Их присудили, И, право же, заслуженно вполне,
Грести на Амфитритиной спине [83];
Узнать легко их по нарядам было.
Взглянув на них, король вздохнул уныло,
«Увы, – он молвил, – суждено опять
Горчайшую печаль мне испытать.
Державой нашей англичане правят,
Чинят расправу и творят свой суд!
Их величают, их в соборах славят,
Их властью подданных моих ведут
На каторжные страшные работы!..»
И государь, исполненный заботы,
К молодчику приблизиться решил,
Который во главе отряда был.
Мерзавец тот смотрел ужасно скверно:
Он рыжей бороды давно не брил;
Улыбкой рот кривился; лицемерно
Двоился взгляд трусливый и косой;
Казалось, что всклокоченные брови
Какой-то замысел скрывают злой;
На лбу его – бесчинство, жажда крови,
Презренье правил, свой на все закон;
К тому же скрежетал зубами он.
Обманщик гнусный, видя властелина,
Улыбкой, выражением лица
Походит на почтительного сына,
( Который видит доброго отца.
Таков и пес, свирепый и громадный,
Охрипнувший от лая, к драке жадный:
Хозяина заметив, он юлит,
Он самый льстивый принимает вид
И кротче агнца ради корки хлеба.
Иль так еще противник дерзкий неба,
Из ада вырвавшись и спрятав хвост,
Является меж нас, любезен, прост,
И, как отшельник, соблюдает пост,
Чтоб лишь верней смутить ночные грезы
Святой сестры Агаты или Розы.
Прекрасный Карл, обманутый плутом,
Его ободрил ласково.

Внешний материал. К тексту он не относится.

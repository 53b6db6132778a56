//! BSV chain configuration parameters and network registry
//!
//! This crate provides the parameter sets of the well-known BSV networks
//! (mainnet, testnet, regtest and the scaling test networks), a registry
//! that indexes their address, HD key and cash-address magics, and a
//! resolver that maps canonical network names to the shared built-ins.

#![forbid(unsafe_code)]
#![warn(missing_docs)]

pub mod hash;
pub mod params;
pub mod registry;
pub mod resolver;
pub mod wire;

pub use hash::{new_hash_from_str, Hash};
pub use params::{
    DnsSeed, Params, MAIN_NET_PARAMS, REGRESSION_NET_PARAMS, STN_PARAMS,
    TERA_SCALING_TEST_NET_PARAMS, TERA_TEST_NET_PARAMS, TEST_NET_PARAMS,
};
pub use registry::{
    default_registry, hd_private_key_to_public_key_id, is_cash_address_prefix,
    is_pub_key_hash_addr_id, is_script_hash_addr_id, register, AddrIdKind, Registry,
};
pub use resolver::{get_chain_params, get_chain_params_from_network, CHAIN_NAMES};
pub use wire::BitcoinNet;

/// Error types for chain configuration operations
#[derive(Debug, thiserror::Error)]
pub enum Error {
    /// A network with the same identifier is already registered
    #[error("duplicate network: {0}")]
    DuplicateNet(BitcoinNet),

    /// HD private key identifier is not registered (or malformed)
    #[error("unknown hd private extended key bytes")]
    UnknownHdKeyId,

    /// Network name is not one of the canonical names
    #[error("unknown network: {0}")]
    UnknownNetwork(String),

    /// Hash string could not be parsed
    #[error("Invalid hash: {0}")]
    InvalidHash(String),

    /// Parameter set failed validation
    #[error("Invalid params: {0}")]
    InvalidParams(String),

    /// Serialization error
    #[error("Serialization error: {0}")]
    Serialization(#[from] serde_json::Error),

    /// IO error
    #[error("IO error: {0}")]
    Io(#[from] std::io::Error),
}

impl Error {
    /// Check if the error reports an already-registered network
    pub fn is_duplicate_net(&self) -> bool {
        matches!(self, Error::DuplicateNet(_))
    }
}

/// Result type for chain configuration operations
pub type Result<T> = std::result::Result<T, Error>;
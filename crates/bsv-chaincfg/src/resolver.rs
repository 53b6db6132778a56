//! Network name resolution

use crate::params::{
    Params, MAIN_NET_PARAMS, REGRESSION_NET_PARAMS, STN_PARAMS, TERA_SCALING_TEST_NET_PARAMS,
    TERA_TEST_NET_PARAMS, TEST_NET_PARAMS,
};
use crate::{Error, Result};
use std::sync::Arc;

/// Canonical network names accepted by [`get_chain_params`]
pub const CHAIN_NAMES: [&str; 6] = ["mainnet", "testnet", "regtest", "stn", "teratestnet", "tstn"];

/// Get the built-in parameters for a canonical network name
///
/// Matching is exact and case-sensitive. The returned `Arc` is the shared
/// built-in, so `Arc::ptr_eq` against e.g. [`MAIN_NET_PARAMS`] holds.
pub fn get_chain_params(name: &str) -> Result<Arc<Params>> {
    get_chain_params_from_network(name).ok_or_else(|| Error::UnknownNetwork(name.to_string()))
}

/// Like [`get_chain_params`], returning `None` for unknown names
pub fn get_chain_params_from_network(name: &str) -> Option<Arc<Params>> {
    let params = match name {
        "mainnet" => &*MAIN_NET_PARAMS,
        "testnet" => &*TEST_NET_PARAMS,
        "regtest" => &*REGRESSION_NET_PARAMS,
        "stn" => &*STN_PARAMS,
        "teratestnet" => &*TERA_TEST_NET_PARAMS,
        "tstn" => &*TERA_SCALING_TEST_NET_PARAMS,
        _ => {
            tracing::trace!("No built-in network named {:?}", name);
            return None;
        }
    };
    Some(Arc::clone(params))
}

Потом
Спросил его, исполненный заботы:
«Скажи мне, друг, откуда ты и кто ты,
Где родился, как жил, чем промышлял,
И кто, сводя с тобой былые счеты,
Тебя так беспощадно наказал?»
Печально отвечает осужденный:
«О мой король, чрезмерно благосклонный!
Из Нанта я, зовут меня Фрелон.
Я к Иисусу сердцем устремлен;
Живал в монастырях, живал и в свете,
И в жизни у меня один закон:
Чтоб были счастливы и сыты дети.
Я отдал добродетели себя.
В Париже с пользою работал я,
Насмешки едкой в ход пуская плети.
Моим издателем был сам Ламбер;
Известен я на площади Мобер;
Там равный мне нашелся бы едва ли.
Безбожники, конечно, обвиняли
Меня в различных слабостях; порой
Не прочь бывали счеты свесть со мной;
Но для меня судья – одна лишь совесть».
Растрогала монарха эта повесть.
«Утешься и не бойся ничего, —
Он говорит ему. – Ответь мне, все ли
Из тех, кого в Марсель угнать хотели,
Добро, как ты, чтут более всего?»
«Любой мое занять достоин место,
Бог мне порукой, – отвечал Фрелон. —
Из одного мы и того же теста.
Сосед мой, например, аббат Койон,
Что б там ни говорили, добрый малый,
Благоразумный, сдержанный, не шалый,
Не забияка и не клеветник.
Вот господин Шоме, невзрачный, серый,
Но сердцем – благочестия родник;
Он рад быть высеченным ради веры.
Вон там Гоша. Он в текстах, видит бог,
Раввинов лучших посрамить бы мог.
Вот тот, в сторонке, – адвокат без дела:
Он бросил суд, он божий раб всецело.
То Саботье. О, мудрых торжество!
О, ум тончайший! О, святой священник!
Он предал господина своего,
Но ведь немного взял за это денег.
Он продался, но это не беда.
Он занимался, как и я, писаньем,
Печати послужил он с дарованьем,
Полезен будет он и вам всегда.
В наш век ведь отданы успех и слава
Лишь тем из авторов, кто грязен, право!
Нас, бескорыстных, зависть оплела.
Таков удел всего святого. Эти ль
Презренные нас удивят дела?
Всегда, везде гонима добродетель,
Король! Кто знает это лучше вас?»
Внимая звуку слов его столь лестных,
Карл увидал еще двух неизвестных,
Скрывавших лица, словно бы стыдясь.
«Кто это?» – молвил он, с огнем во взоре.